The George Junior Republic in Grove City was founded by American philanthropist William Reuben George in 1909.  The original George Junior Republic was founded in Freeville, New York, in 1895 as a self-governing colony requiring payment in labor for all that they received. "The George Junior Republic was run like a small village where the residents where engaged in self-supporting enterprizes and administered their own laws." In 1910 George was forced to sever ties with the Freeville Junior Republic and make his home elsewhere after allegations of misconduct arose regarding his treatment of female citizens. After leaving direct supervision of the Freeville Republic, George became the director of the National Association of Junior Republics. In 1914 he was accused of misconduct in a case involving molestation of three girls at Freeville. The judges strongly condemned his "theory" of paternalism which allowed him to treat women and citizens of the republic "without regard to the rules and usages of common life and civilized society."
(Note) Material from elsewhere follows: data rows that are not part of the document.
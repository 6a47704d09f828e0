use thiserror::Error;

#[derive(Debug, Error)]
pub enum SchemaError {
    #[error("entity '{name}' is defined more than once")]
    DuplicateEntity { name: String },
    #[error("entity definition has an empty name")]
    EmptyName,
    #[error("entity '{name}' declares an empty id attribute")]
    EmptyIdAttribute { name: String },
    #[error("invalid schema document: {0}")]
    Json(#[from] serde_json::Error),
}
//! Windowed search against a naive in-memory reference.

use std::io::Write as _;

use carve_rs::{Dir, EngineError, FileView};
use proptest::prelude::*;

fn view(content: &[u8]) -> FileView {
    let mut f = tempfile::tempfile().unwrap();
    f.write_all(content).unwrap();
    FileView::from_file(f).unwrap()
}

/// Leftmost match of `needle` fully inside `[lo, hi)`, by brute force.
fn naive_forward(hay: &[u8], needle: &[u8], lo: usize, hi: usize) -> Option<usize> {
    if needle.is_empty() || lo >= hi {
        return None;
    }
    let win = &hay[lo..hi];
    win.windows(needle.len())
        .position(|w| w == needle)
        .map(|i| lo + i)
}

/// Rightmost match of `needle` fully inside `[lo, hi)`, by brute force.
fn naive_backward(hay: &[u8], needle: &[u8], lo: usize, hi: usize) -> Option<usize> {
    if needle.is_empty() || lo >= hi {
        return None;
    }
    let win = &hay[lo..hi];
    if win.len() < needle.len() {
        return None;
    }
    (0..=win.len() - needle.len())
        .rev()
        .find(|&i| &win[i..i + needle.len()] == needle)
        .map(|i| lo + i)
}

fn haystack_strategy() -> impl Strategy<Value = Vec<u8>> {
    // Small alphabet so needles actually occur, often more than once.
    prop::collection::vec(prop::sample::select(vec![b'a', b'b', b'c', b'\n']), 0..512)
}

proptest! {
    #[test]
    fn forward_search_matches_naive(
        hay in haystack_strategy(),
        needle in prop::collection::vec(prop::sample::select(vec![b'a', b'b', b'c']), 1..5),
        lo_frac in 0.0f64..1.0,
        hi_frac in 0.0f64..1.0,
    ) {
        let lo = (hay.len() as f64 * lo_frac) as usize;
        let hi = (hay.len() as f64 * hi_frac) as usize;
        let (lo, hi) = (lo.min(hi), lo.max(hi));

        let mut io = view(&hay);
        let got = io.find_window(lo as i64, hi as i64, &needle, Dir::Fwd);
        match naive_forward(&hay, &needle, lo, hi) {
            Some(ms) => {
                let (s, e) = got.unwrap();
                prop_assert_eq!(s, ms as i64);
                prop_assert_eq!(e, (ms + needle.len()) as i64);
            }
            None => prop_assert!(matches!(got, Err(EngineError::NoMatch))),
        }
    }

    #[test]
    fn backward_search_matches_naive(
        hay in haystack_strategy(),
        needle in prop::collection::vec(prop::sample::select(vec![b'a', b'b', b'c']), 1..5),
        lo_frac in 0.0f64..1.0,
        hi_frac in 0.0f64..1.0,
    ) {
        let lo = (hay.len() as f64 * lo_frac) as usize;
        let hi = (hay.len() as f64 * hi_frac) as usize;
        let (lo, hi) = (lo.min(hi), lo.max(hi));

        let mut io = view(&hay);
        let got = io.find_window(lo as i64, hi as i64, &needle, Dir::Bwd);
        match naive_backward(&hay, &needle, lo, hi) {
            Some(ms) => {
                let (s, e) = got.unwrap();
                prop_assert_eq!(s, ms as i64);
                prop_assert_eq!(e, (ms + needle.len()) as i64);
            }
            None => prop_assert!(matches!(got, Err(EngineError::NoMatch))),
        }
    }

    #[test]
    fn empty_needle_is_rejected(hay in haystack_strategy()) {
        let mut io = view(&hay);
        let got = io.find_window(0, hay.len() as i64, b"", Dir::Fwd);
        prop_assert!(matches!(got, Err(EngineError::BadNeedle)));
    }
}

#[test]
fn backward_match_straddling_many_block_seams() {
    // Big enough to span several backward blocks; the needle sits in the
    // first block so every block must be visited to find it.
    let mut hay = vec![b'.'; 300 * 1024];
    hay[100..106].copy_from_slice(b"target");
    let mut io = view(&hay);
    let (s, e) = io
        .find_window(0, hay.len() as i64, b"target", Dir::Bwd)
        .unwrap();
    assert_eq!((s, e), (100, 106));
}
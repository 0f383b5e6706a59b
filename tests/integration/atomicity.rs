//! Clause atomicity observed through the public entry points.

use std::io::Write as _;

use carve_rs::{clause_caps, execute_clause, parse_program, run_program, FileView, Vm};

fn view(content: &[u8]) -> FileView {
    let mut f = tempfile::tempfile().unwrap();
    f.write_all(content).unwrap();
    FileView::from_file(f).unwrap()
}

fn program(ops: &str) -> carve_rs::Program {
    let tokens: Vec<String> = ops.split_whitespace().map(String::from).collect();
    parse_program(&tokens).unwrap()
}

#[test]
fn failing_clause_produces_no_output_at_all() {
    // The take stages bytes, the find then fails: nothing may leak out.
    let prog = program("take 5b find NOPE");
    let mut io = view(b"0123456789");
    let mut out = Vec::new();
    assert!(run_program(&prog, &mut io, &mut out).is_err());
    assert!(out.is_empty());
}

#[test]
fn failing_clause_leaves_vm_untouched() {
    let prog = program("skip 4b label P take 2b find NOPE");
    let mut io = view(b"0123456789");
    let mut vm = Vm::new();
    let mut out = Vec::new();
    assert!(execute_clause(&prog.clauses[0], &mut io, &mut vm, &mut out).is_err());
    assert_eq!(vm.cursor, 0);
    assert!(!vm.last_match.valid);
    assert!(vm.labels.is_empty());
    assert!(out.is_empty());
}

#[test]
fn successful_clause_publishes_everything_together() {
    let prog = program("find def label D take 3b");
    let mut io = view(b"abc\ndef\nghi\n");
    let mut vm = Vm::new();
    let mut out = Vec::new();
    execute_clause(&prog.clauses[0], &mut io, &mut vm, &mut out).unwrap();
    assert_eq!(out, b"def");
    assert_eq!(vm.cursor, 7);
    assert!(vm.last_match.valid);
    assert_eq!(vm.labels.len(), 1);
    assert_eq!(vm.labels.generation(), 1);
}

#[test]
fn later_clause_sees_committed_state_only() {
    // Clause 1 commits cursor 4; clause 2 fails after staging movement;
    // clause 3 must observe cursor 4, not clause 2's staging.
    let prog = program("skip 4b :: skip 3b find NOPE :: take 2b");
    let mut io = view(b"0123456789");
    let mut out = Vec::new();
    run_program(&prog, &mut io, &mut out).unwrap();
    assert_eq!(out, b"45");
}

#[test]
fn clause_caps_count_staging_ops() {
    let prog = program("find x take 2b take to EOF take until y label A label B skip 1b");
    let (ranges, labels) = clause_caps(&prog.clauses[0]);
    assert_eq!(ranges, 3);
    assert_eq!(labels, 2);
}
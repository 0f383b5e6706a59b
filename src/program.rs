//! Instruction program data model.
//!
//! A [`Program`] is an ordered sequence of [`Clause`]s, each an ordered
//! sequence of [`Op`]s, plus a deduplicated table of label names. Programs
//! are immutable once built: the parser (or a test) constructs one through
//! [`ProgramBuilder`], and execution reads it without re-validating syntax.
//!
//! Invariants enforced at build time:
//! - Label names are 1-16 chars of `[A-Z0-9_-]` with an uppercase first char.
//! - Label names are interned; every `LabelId` indexes the name table.
//! - Needles are non-empty byte strings.

use crate::error::EngineError;

/// Maximum length of a label name in bytes.
pub const MAX_LABEL_LEN: usize = 16;

/// Measurement unit for offsets and lengths.
#[derive(Clone, Copy, Debug, PartialEq, Eq)]
pub enum Unit {
    Bytes,
    /// LF-delimited lines. CR bytes are ordinary bytes.
    Lines,
    /// UTF-8 code points; malformed sequences are stepped permissively.
    Chars,
}

/// Index into a program's label name table.
#[derive(Clone, Copy, Debug, PartialEq, Eq)]
pub struct LabelId(pub u16);

/// Base selector of a symbolic location.
#[derive(Clone, Copy, Debug, PartialEq, Eq)]
pub enum LocBase {
    Cursor,
    Bof,
    Eof,
    Label(LabelId),
    MatchStart,
    MatchEnd,
    /// Start of the line containing the staged cursor.
    LineStart,
    /// End of the line containing the staged cursor.
    LineEnd,
}

/// A symbolic location: a base plus an optional signed, unit-typed offset.
///
/// `offset == 0` means no offset was given; resolution skips the offset
/// arithmetic entirely in that case.
#[derive(Clone, Copy, Debug, PartialEq, Eq)]
pub struct LocExpr {
    pub base: LocBase,
    pub offset: i64,
    pub unit: Unit,
}

impl LocExpr {
    pub fn at(base: LocBase) -> Self {
        LocExpr {
            base,
            offset: 0,
            unit: Unit::Bytes,
        }
    }

    pub fn with_offset(base: LocBase, offset: i64, unit: Unit) -> Self {
        LocExpr { base, offset, unit }
    }
}

/// Base selector for `take until ... at <loc>` expressions.
///
/// Same shape as [`LocBase`] restricted to match/line bases; line bases are
/// anchored at the start of the match produced by that `take until`'s own
/// search, not at the clause cursor.
#[derive(Clone, Copy, Debug, PartialEq, Eq)]
pub enum AtBase {
    MatchStart,
    MatchEnd,
    LineStart,
    LineEnd,
}

/// An `at` expression: restricted base plus optional signed offset.
#[derive(Clone, Copy, Debug, PartialEq, Eq)]
pub struct AtExpr {
    pub base: AtBase,
    pub offset: i64,
    pub unit: Unit,
}

/// One operation inside a clause.
#[derive(Clone, Debug)]
pub enum Op {
    /// Search for `needle` in `[min(cursor, to), max(cursor, to))`, forward
    /// if `to >= cursor`, backward otherwise. `to` defaults to EOF.
    Find {
        to: Option<LocExpr>,
        needle: Vec<u8>,
    },
    /// Move the cursor `n` units forward. Unsigned: skip never retreats.
    Skip { n: u64, unit: Unit },
    /// Stage `n` units anchored at the cursor; negative `n` extends backward
    /// ending at the cursor.
    TakeLen { n: i64, unit: Unit },
    /// Stage the order-normalized range between the cursor and `to`.
    TakeTo { to: LocExpr },
    /// Search forward for `needle` and stage `[cursor, target)` verbatim,
    /// where `target` comes from `at` (or the match start).
    TakeUntil {
        needle: Vec<u8>,
        at: Option<AtExpr>,
    },
    /// Stage a label write at the current staged cursor.
    Label(LabelId),
    /// Set the staged cursor to `to`. No range, no match change.
    Goto { to: LocExpr },
}

/// An atomically committed sequence of operations.
#[derive(Clone, Debug, Default)]
pub struct Clause {
    pub ops: Vec<Op>,
}

/// A validated, immutable instruction program.
#[derive(Clone, Debug, Default)]
pub struct Program {
    pub clauses: Vec<Clause>,
    names: Vec<String>,
}

impl Program {
    /// Label name for an interned id.
    pub fn label_name(&self, id: LabelId) -> &str {
        &self.names[id.0 as usize]
    }

    /// Number of distinct label names in the program.
    pub fn name_count(&self) -> usize {
        self.names.len()
    }
}

/// Incremental program construction with label interning.
#[derive(Debug, Default)]
pub struct ProgramBuilder {
    clauses: Vec<Clause>,
    names: Vec<String>,
}

impl ProgramBuilder {
    pub fn new() -> Self {
        Self::default()
    }

    /// Intern a label name, validating its format.
    pub fn intern_label(&mut self, name: &str) -> Result<LabelId, EngineError> {
        if !is_valid_label(name) {
            return Err(EngineError::LabelFormat(name.to_string()));
        }
        if let Some(idx) = self.names.iter().position(|n| n == name) {
            return Ok(LabelId(idx as u16));
        }
        let idx = self.names.len();
        if idx > u16::MAX as usize {
            return Err(EngineError::parse("too many distinct labels"));
        }
        self.names.push(name.to_string());
        Ok(LabelId(idx as u16))
    }

    pub fn push_clause(&mut self, clause: Clause) {
        self.clauses.push(clause);
    }

    pub fn finish(self) -> Program {
        Program {
            clauses: self.clauses,
            names: self.names,
        }
    }
}

/// Label names: 1-16 chars, `[A-Z0-9_-]`, first char `[A-Z]`.
pub fn is_valid_label(name: &str) -> bool {
    let bytes = name.as_bytes();
    if bytes.is_empty() || bytes.len() > MAX_LABEL_LEN {
        return false;
    }
    if !bytes[0].is_ascii_uppercase() {
        return false;
    }
    bytes
        .iter()
        .all(|&b| b.is_ascii_uppercase() || b.is_ascii_digit() || b == b'_' || b == b'-')
}
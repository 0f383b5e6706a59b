//! Streaming byte-range extraction with a transactional clause VM.
//!
//! ## Scope
//! This crate runs a small instruction program (find/skip/take/label/goto)
//! against a possibly very large input and streams exact byte ranges to an
//! output sink. The input is never materialized in memory.
//!
//! ## Key invariants
//! - Clauses are transactional: every staged range, label write, and
//!   cursor/match change becomes visible together on success, or not at all.
//! - All file access is bounded: searches, line/char boundary queries, and
//!   range emission go through one reusable scan buffer.
//! - Forward search returns the leftmost match in its window; backward
//!   search returns the rightmost, scanning overlapping blocks so seam
//!   matches are never missed.
//! - Labels live in a fixed 32-slot store; when full, the least recently
//!   committed entry is evicted.
//!
//! ## Execution flow (one run)
//! 1) Parse tokens into a validated [`Program`] of clauses.
//! 2) Open a [`FileView`] over the input (a file on disk, or stdin spooled
//!    to a temp file so it is seekable).
//! 3) [`run_program`] executes clauses in order against one VM; a failed
//!    clause rolls back and the run continues.
//! 4) The run succeeds if at least one clause committed; otherwise it fails
//!    with the last clause's error.
//!
//! ## Notable entry points
//! - [`parse_program`]: tokens to a [`Program`].
//! - [`FileView`]: bounded file access and windowed search.
//! - [`run_program`]: the driver.

pub mod driver;
pub mod error;
pub mod exec;
pub mod file_view;
pub mod labels;
pub mod parse;
pub mod program;
pub mod resolve;

pub use driver::run_program;
pub use error::EngineError;
pub use exec::{clause_caps, execute_clause, Match, Range, Vm};
pub use file_view::{Dir, FileView, BK_BLK, FWD_WIN, OVERLAP_MAX, OVERLAP_MIN};
pub use labels::{LabelStore, LABEL_SLOTS};
pub use parse::parse_program;
pub use program::{
    is_valid_label, AtBase, AtExpr, Clause, LabelId, LocBase, LocExpr, Op, Program,
    ProgramBuilder, Unit, MAX_LABEL_LEN,
};
//! Property-based tests for the file view search and boundary scans.
//!
//! Run with: `cargo test --test property`

mod search;
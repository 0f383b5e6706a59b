//! Token parser: command-line tokens to a validated [`Program`].
//!
//! Grammar (one token per item unless noted):
//!
//! ```text
//! program   := clause ( "::" clause )*
//! clause    := op+
//! op        := "find" [ "to" loc ] <needle>
//!            | "skip" <n><unit>
//!            | "take" <signed-n><unit>
//!            | "take" "to" loc
//!            | "take" "until" <needle> [ "at" atloc ]
//!            | "label" NAME
//!            | "goto" loc
//! loc       := base [ ("+"|"-") <n><unit> ]      (offset inline or next token)
//! base      := cursor | BOF | EOF | match-start | match-end
//!            | line-start | line-end | NAME
//! unit      := "b" | "l" | "c"                   (default: bytes)
//! NAME      := [A-Z][A-Z0-9_-]{0,15}
//! ```
//!
//! `atloc` accepts only match/line bases. Needle tokens are taken as raw
//! bytes. The produced program is fully validated: the execution core does
//! not re-check syntax.

use crate::error::EngineError;
use crate::program::{
    is_valid_label, AtBase, AtExpr, Clause, LocBase, LocExpr, Op, Program, ProgramBuilder, Unit,
};

/// Named location bases, checked before label names.
const BASES: &[(&str, LocBase)] = &[
    ("cursor", LocBase::Cursor),
    ("BOF", LocBase::Bof),
    ("EOF", LocBase::Eof),
    ("match-start", LocBase::MatchStart),
    ("match-end", LocBase::MatchEnd),
    ("line-start", LocBase::LineStart),
    ("line-end", LocBase::LineEnd),
];

/// Parse command tokens into a program.
pub fn parse_program(tokens: &[String]) -> Result<Program, EngineError> {
    let mut parser = Parser {
        tokens,
        pos: 0,
        builder: ProgramBuilder::new(),
    };
    parser.program()?;
    Ok(parser.builder.finish())
}

struct Parser<'a> {
    tokens: &'a [String],
    pos: usize,
    builder: ProgramBuilder,
}

impl<'a> Parser<'a> {
    fn program(&mut self) -> Result<(), EngineError> {
        if self.tokens.is_empty() {
            return Err(EngineError::parse("empty program"));
        }
        loop {
            let clause = self.clause()?;
            self.builder.push_clause(clause);
            if self.pos >= self.tokens.len() {
                return Ok(());
            }
            // Only "::" can follow a clause.
            self.expect("::")?;
        }
    }

    fn clause(&mut self) -> Result<Clause, EngineError> {
        let mut ops = Vec::new();
        while let Some(tok) = self.peek() {
            if tok == "::" {
                break;
            }
            ops.push(self.op()?);
        }
        if ops.is_empty() {
            return Err(EngineError::parse_at(self.pos, "empty clause"));
        }
        Ok(Clause { ops })
    }

    fn op(&mut self) -> Result<Op, EngineError> {
        let at = self.pos;
        let tok = self.next("expected operation")?;
        match tok {
            "find" => {
                let to = if self.peek() == Some("to") {
                    self.pos += 1;
                    Some(self.loc()?)
                } else {
                    None
                };
                let needle = self.needle()?;
                Ok(Op::Find { to, needle })
            }
            "skip" => {
                let at = self.pos;
                let arg = self.next("skip needs a count")?;
                let (n, unit) = parse_unsigned(arg)
                    .ok_or_else(|| EngineError::parse_at(at, format!("bad skip count: {arg:?}")))?;
                Ok(Op::Skip { n, unit })
            }
            "take" => self.take(),
            "label" => {
                let name = self.next("label needs a name")?;
                let id = self.builder.intern_label(name)?;
                Ok(Op::Label(id))
            }
            "goto" => {
                let to = self.loc()?;
                Ok(Op::Goto { to })
            }
            other => Err(EngineError::parse_at(
                at,
                format!("unknown operation: {other:?}"),
            )),
        }
    }

    fn take(&mut self) -> Result<Op, EngineError> {
        let at = self.pos;
        let arg = self.next("take needs an argument")?;
        match arg {
            "to" => {
                let to = self.loc()?;
                Ok(Op::TakeTo { to })
            }
            "until" => {
                let needle = self.needle()?;
                let at_expr = if self.peek() == Some("at") {
                    self.pos += 1;
                    Some(self.at_expr()?)
                } else {
                    None
                };
                Ok(Op::TakeUntil {
                    needle,
                    at: at_expr,
                })
            }
            len => {
                let (n, unit) = parse_signed(len).ok_or_else(|| {
                    EngineError::parse_at(at, format!("bad take length: {len:?}"))
                })?;
                Ok(Op::TakeLen { n, unit })
            }
        }
    }

    fn needle(&mut self) -> Result<Vec<u8>, EngineError> {
        let tok = self.next("expected search pattern")?;
        if tok.is_empty() {
            return Err(EngineError::BadNeedle);
        }
        Ok(tok.as_bytes().to_vec())
    }

    fn loc(&mut self) -> Result<LocExpr, EngineError> {
        let at = self.pos;
        let tok = self.next("expected location")?;
        let (base, inline) = self.split_base(tok, at)?;
        let mut loc = LocExpr::at(base);

        if let Some(rest) = inline {
            let (offset, unit) = parse_signed(rest).ok_or_else(|| {
                EngineError::parse_at(at, format!("bad location offset: {rest:?}"))
            })?;
            loc.offset = offset;
            loc.unit = unit;
        } else if let Some(next) = self.peek() {
            // A separate "+3b" / "-2l" token binds to the location.
            if next.starts_with('+') || next.starts_with('-') {
                if let Some((offset, unit)) = parse_signed(next) {
                    self.pos += 1;
                    loc.offset = offset;
                    loc.unit = unit;
                }
            }
        }
        Ok(loc)
    }

    fn at_expr(&mut self) -> Result<AtExpr, EngineError> {
        let at = self.pos;
        let loc = self.loc()?;
        let base = match loc.base {
            LocBase::MatchStart => AtBase::MatchStart,
            LocBase::MatchEnd => AtBase::MatchEnd,
            LocBase::LineStart => AtBase::LineStart,
            LocBase::LineEnd => AtBase::LineEnd,
            _ => {
                return Err(EngineError::parse_at(
                    at,
                    "at-location must be match- or line-relative",
                ))
            }
        };
        Ok(AtExpr {
            base,
            offset: loc.offset,
            unit: loc.unit,
        })
    }

    /// Split a location token into its base and an optional inline offset.
    ///
    /// Named bases win over labels. A token that is entirely a valid label
    /// name is that label (so `A-2` is a label, not `A` minus two); otherwise
    /// the longest valid label prefix followed by a parseable signed offset
    /// is accepted.
    fn split_base<'t>(
        &mut self,
        tok: &'t str,
        at: usize,
    ) -> Result<(LocBase, Option<&'t str>), EngineError> {
        for (name, base) in BASES {
            if tok == *name {
                return Ok((*base, None));
            }
            if let Some(rest) = tok.strip_prefix(name) {
                if rest.starts_with('+') || rest.starts_with('-') {
                    return Ok((*base, Some(rest)));
                }
            }
        }

        if is_valid_label(tok) {
            let id = self.builder.intern_label(tok)?;
            return Ok((LocBase::Label(id), None));
        }

        // Longest label prefix with an inline offset, e.g. "MARK+3b".
        for (i, c) in tok.char_indices().rev() {
            if c != '+' && c != '-' {
                continue;
            }
            let (name, rest) = tok.split_at(i);
            if is_valid_label(name) && parse_signed(rest).is_some() {
                let id = self.builder.intern_label(name)?;
                return Ok((LocBase::Label(id), Some(rest)));
            }
        }

        Err(EngineError::parse_at(at, format!("bad location: {tok:?}")))
    }

    fn peek(&self) -> Option<&'a str> {
        self.tokens.get(self.pos).map(String::as_str)
    }

    fn next(&mut self, what: &str) -> Result<&'a str, EngineError> {
        match self.tokens.get(self.pos) {
            Some(tok) => {
                self.pos += 1;
                Ok(tok)
            }
            None => Err(EngineError::parse_at(self.pos, what)),
        }
    }

    fn expect(&mut self, tok: &str) -> Result<(), EngineError> {
        let at = self.pos;
        let got = self.next(&format!("expected {tok:?}"))?;
        if got != tok {
            return Err(EngineError::parse_at(at, format!("expected {tok:?}")));
        }
        Ok(())
    }
}

/// `"10"`, `"10b"`, `"3l"`, `"7c"` -> count and unit. Bytes when unitless.
fn parse_unsigned(s: &str) -> Option<(u64, Unit)> {
    let (digits, unit) = split_unit(s)?;
    let n = digits.parse::<u64>().ok()?;
    Some((n, unit))
}

/// Signed variant; an explicit `+` is accepted.
fn parse_signed(s: &str) -> Option<(i64, Unit)> {
    let (sign, rest) = match s.as_bytes().first()? {
        b'+' => (1i64, &s[1..]),
        b'-' => (-1i64, &s[1..]),
        _ => (1i64, s),
    };
    let (digits, unit) = split_unit(rest)?;
    let n = digits.parse::<i64>().ok()?;
    Some((sign * n, unit))
}

fn split_unit(s: &str) -> Option<(&str, Unit)> {
    if s.is_empty() {
        return None;
    }
    let (digits, unit) = match s.as_bytes()[s.len() - 1] {
        b'b' => (&s[..s.len() - 1], Unit::Bytes),
        b'l' => (&s[..s.len() - 1], Unit::Lines),
        b'c' => (&s[..s.len() - 1], Unit::Chars),
        _ => (s, Unit::Bytes),
    };
    if digits.is_empty() || !digits.bytes().all(|b| b.is_ascii_digit()) {
        return None;
    }
    Some((digits, unit))
}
Brief description of the life of an interned boy at the GJR in late 1949-1951
In the late 1940s and well into 1951, the GJR cottages were supervised by husband and wife teams referred to by all as cottage parents and called "Aunt" and "Uncle". The GJR was probably 85% self-sufficient. There was the dairy, tailor shop, barber shop, blacksmith shop and the gardens raising much of the fruit and vegetables for the institution. During this period there were 3-4 major cottages housing from 90 to 120 boys. The housing consisted of 3-4 floors. Usually the basement was where the boys remained when not outside working. The basement also provided for showers and individual lockers for each boy. The main floor was primarily the kitchen and dining room. A small TV room was also provided for those boys that qualified for TV privileges. Uncle Milty was the most popular show of the time. The third floor consisted of a bedroom for the cottage parents and several small individual bedrooms, each housing four specially privileged boys. The top floor was totally open, much like a military barracks. WWII metal bunk beds were stacked two high throughout the entire floor.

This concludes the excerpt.